Re: [PATCH v4 3/4] bloom: replace struct bloom_key * with struct bloom_keyvec

Lidong Yan <502024330056@xxxxxxxxxxxxxxxx> · Mon, 7 Jul 2025 22:14:22 +0800

Derrick Stolee <stolee@xxxxxxxxx> wrote:
> 
> BEFORE: "NOT TREESAME if there EXISTS a bloom key that reports NO"
> 
> AFTER: "NOT TREESAME if FOR EVERY pathspec there EXISTS a bloom key
>        that reports NO."
> 
> This "FOR EVERY" condition makes it impossible to use a flat array
> of bloom keys for multiple pathspecs, justifying this change.
> 
> What is further confusing here is that we already have logic that
> deals with arrays of bloom keys, so I expected that the vector was
> the single structure storing a list of those arrays. Instead, the
> vector is replacing the array itself. This is made clear by using
> the vector immediately in the existing implementation.

I think the problem here is that it clearly enough in my comments.
When writing the code, I thought about converting the original
one-dimensional array struct bloom_key *keys into a two-dimensional
array struct bloom_key **. Then I came up with the idea that this
two-dimensional array could be designed as struct bloom_keyvec *keyvecs,
which might be clearer. Each struct bloom_keyvec would represent all the
bloom_key elements for a single pathspec item.

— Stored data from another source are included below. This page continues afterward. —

use thiserror::Error;

use serde::{Deserialize, Serialize};

/// Errors from collaborator providers (browser, cognition, secrets, storage,
/// session, source). Port trait definitions in `pagewright-core` use this as
/// their shared error type.
#[derive(Debug, Error)]
pub enum ProviderError {
    #[error("not found: {0}")]
    NotFound(String),

    #[error("timed out after {0} ms")]
    Timeout(u64),

    #[error("provider unavailable: {0}")]
    Unavailable(String),

    #[error("invalid response: {0}")]
    InvalidResponse(String),

    #[error("io error: {0}")]
    Io(#[from] std::io::Error),

    #[error("serialization error: {0}")]
    Serialization(#[from] serde_json::Error),

    #[error("storage error: {0}")]
    Storage(String),
}

/// One problem found while validating a workflow document. The validator
/// accumulates all of these instead of stopping at the first.
#[derive(Debug, Clone, PartialEq, Eq, Serialize, Deserialize)]
#[serde(rename_all = "camelCase")]
pub struct ValidationIssue {
    /// Stable machine-readable code (e.g. "duplicate-node-id").
    pub code: String,
    /// Offending node, when the issue is node-scoped.
    #[serde(default, skip_serializing_if = "Option::is_none")]
    pub node_id: Option<String>,
    pub message: String,
}

impl ValidationIssue {
    pub fn new(code: impl Into<String>, message: impl Into<String>) -> Self {
        Self {
            code: code.into(),
            node_id: None,
            message: message.into(),
        }
    }

    pub fn for_node(
        code: impl Into<String>,
        node_id: impl Into<String>,
        message: impl Into<String>,
    ) -> Self {
        Self {
            code: code.into(),
            node_id: Some(node_id.into()),
            message: message.into(),
        }
    }
}

impl std::fmt::Display for ValidationIssue {
    fn fmt(&self, f: &mut std::fmt::Formatter<'_>) -> std::fmt::Result {
        match &self.node_id {
            Some(node) => write!(f, "[{}] node '{}': {}", self.code, node, self.message),
            None => write!(f, "[{}] {}", self.code, self.message),
        }
    }
}
//! Credential file secret resolver.
//!
//! Reads `credentials.toml` from the data directory once at startup. The file
//! holds one table per service with string fields:
//!
//! ```toml
//! [gmail]
//! username = "ops@example.com"
//! password = "hunter2"
//! ```
//!
//! Values are wrapped in [`SecretString`] as soon as they are parsed so the
//! cleartext does not linger in plain `String`s.

use std::collections::HashMap;
use std::path::Path;

use secrecy::SecretString;

use pagewright_core::provider::SecretResolver;
use pagewright_types::error::ProviderError;

/// Secret resolver backed by a `credentials.toml` file.
pub struct FileSecretResolver {
    secrets: HashMap<String, HashMap<String, SecretString>>,
}

impl FileSecretResolver {
    /// Load `{data_dir}/credentials.toml`. A missing file yields an empty
    /// resolver; a malformed file is logged and also yields an empty resolver
    /// so env-only deployments keep working.
    pub async fn load(data_dir: &Path) -> Self {
        let path = data_dir.join("credentials.toml");

        let content = match tokio::fs::read_to_string(&path).await {
            Ok(content) => content,
            Err(err) if err.kind() == std::io::ErrorKind::NotFound => {
                tracing::debug!("no credentials.toml at {}", path.display());
                return Self { secrets: HashMap::new() };
            }
            Err(err) => {
                tracing::warn!("failed to read {}: {err}", path.display());
                return Self { secrets: HashMap::new() };
            }
        };

        match toml::from_str::<HashMap<String, HashMap<String, String>>>(&content) {
            Ok(parsed) => {
                let secrets = parsed
                    .into_iter()
                    .map(|(service, fields)| {
                        let fields = fields
                            .into_iter()
                            .map(|(field, value)| (field, SecretString::from(value)))
                            .collect();
                        (service, fields)
                    })
                    .collect();
                Self { secrets }
            }
            Err(err) => {
                tracing::warn!("failed to parse {}: {err}", path.display());
                Self { secrets: HashMap::new() }
            }
        }
    }

    /// Resolver over an in-memory table, for composition in tests.
    #[cfg(test)]
    fn from_entries(entries: &[(&str, &str, &str)]) -> Self {
        let mut secrets: HashMap<String, HashMap<String, SecretString>> = HashMap::new();
        for (service, field, value) in entries {
            secrets
                .entry((*service).to_string())
                .or_default()
                .insert((*field).to_string(), SecretString::from(*value));
        }
        Self { secrets }
    }
}

impl SecretResolver for FileSecretResolver {
    async fn get_secret(
        &self,
        service: &str,
        field: &str,
    ) -> Result<Option<SecretString>, ProviderError> {
        Ok(self
            .secrets
            .get(service)
            .and_then(|fields| fields.get(field))
            .cloned())
    }
}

>> +struct bloom_keyvec *bloom_keyvec_new(size_t count)
>> +{
>> + struct bloom_keyvec *vec;
>> + size_t sz = sizeof(struct bloom_keyvec);
>> + sz += count * sizeof(struct bloom_key);
>> + vec = (struct bloom_keyvec *)xcalloc(1, sz);
> You could use CALLOC_ARRAY() to simplify this and drop
> the 'sz' variable.

You are right. I think you suggest to write struct bloom_keyvec like:

———————-
|        count        |
———————
|         *keys       |  ——>     key0 | key1 | key2 | … |
———————

And I am doing here makes struct bloom_keyvec looks like

———————
|       count        |
———————
|        key[0]      |
———————
|        key[1]      |
———————
|        …            |

Although bloom_keyvec_new() appears more complex, the advantage
is that bloom_keyvec_destroy() no longer needs to free keys manually.
And if I understand correctly, junio had suggested to use the second way
[here](https://lore.kernel.org/git/xmqqtt43u36t.fsf@gitster.g/).

> 
>> + vec->count = count;
>> + return vec;
>> +}
>> +
>> +void bloom_keyvec_free(struct bloom_keyvec *vec)
>> +{
>> + if (!vec)
>> + return;
>> + for (size_t nr = 0; nr < vec->count; nr++)
>> + bloom_key_clear(&vec->key[nr]);
>> + free(vec);
>> +}
>> +
>> static int pathmap_cmp(const void *hashmap_cmp_fn_data UNUSED,
>>       const struct hashmap_entry *eptr,
>>       const struct hashmap_entry *entry_or_key,
>> @@ -541,6 +560,18 @@ int bloom_filter_contains(const struct bloom_filter *filter,
>> return 1;
>> }
>> 
>> +int bloom_filter_contains_vec(const struct bloom_filter *filter,
>> +      const struct bloom_keyvec *vec,
>> +      const struct bloom_filter_settings *settings)
>> +{
>> + int ret = 1;
>> +
>> + for (size_t nr = 0; ret > 0 && nr < vec->count; nr++)
>> + ret = bloom_filter_contains(filter, &vec->key[nr], settings);
>> +
>> + return ret;
>> +}
> 
> This implementation is where the subtle detail comes in. Might be worth
> a comment to say "if any key in this list is not contained in the filter,
> then the filter doesn't match this vector."

I will add comment in the next version

Thank you for your review,
Lidong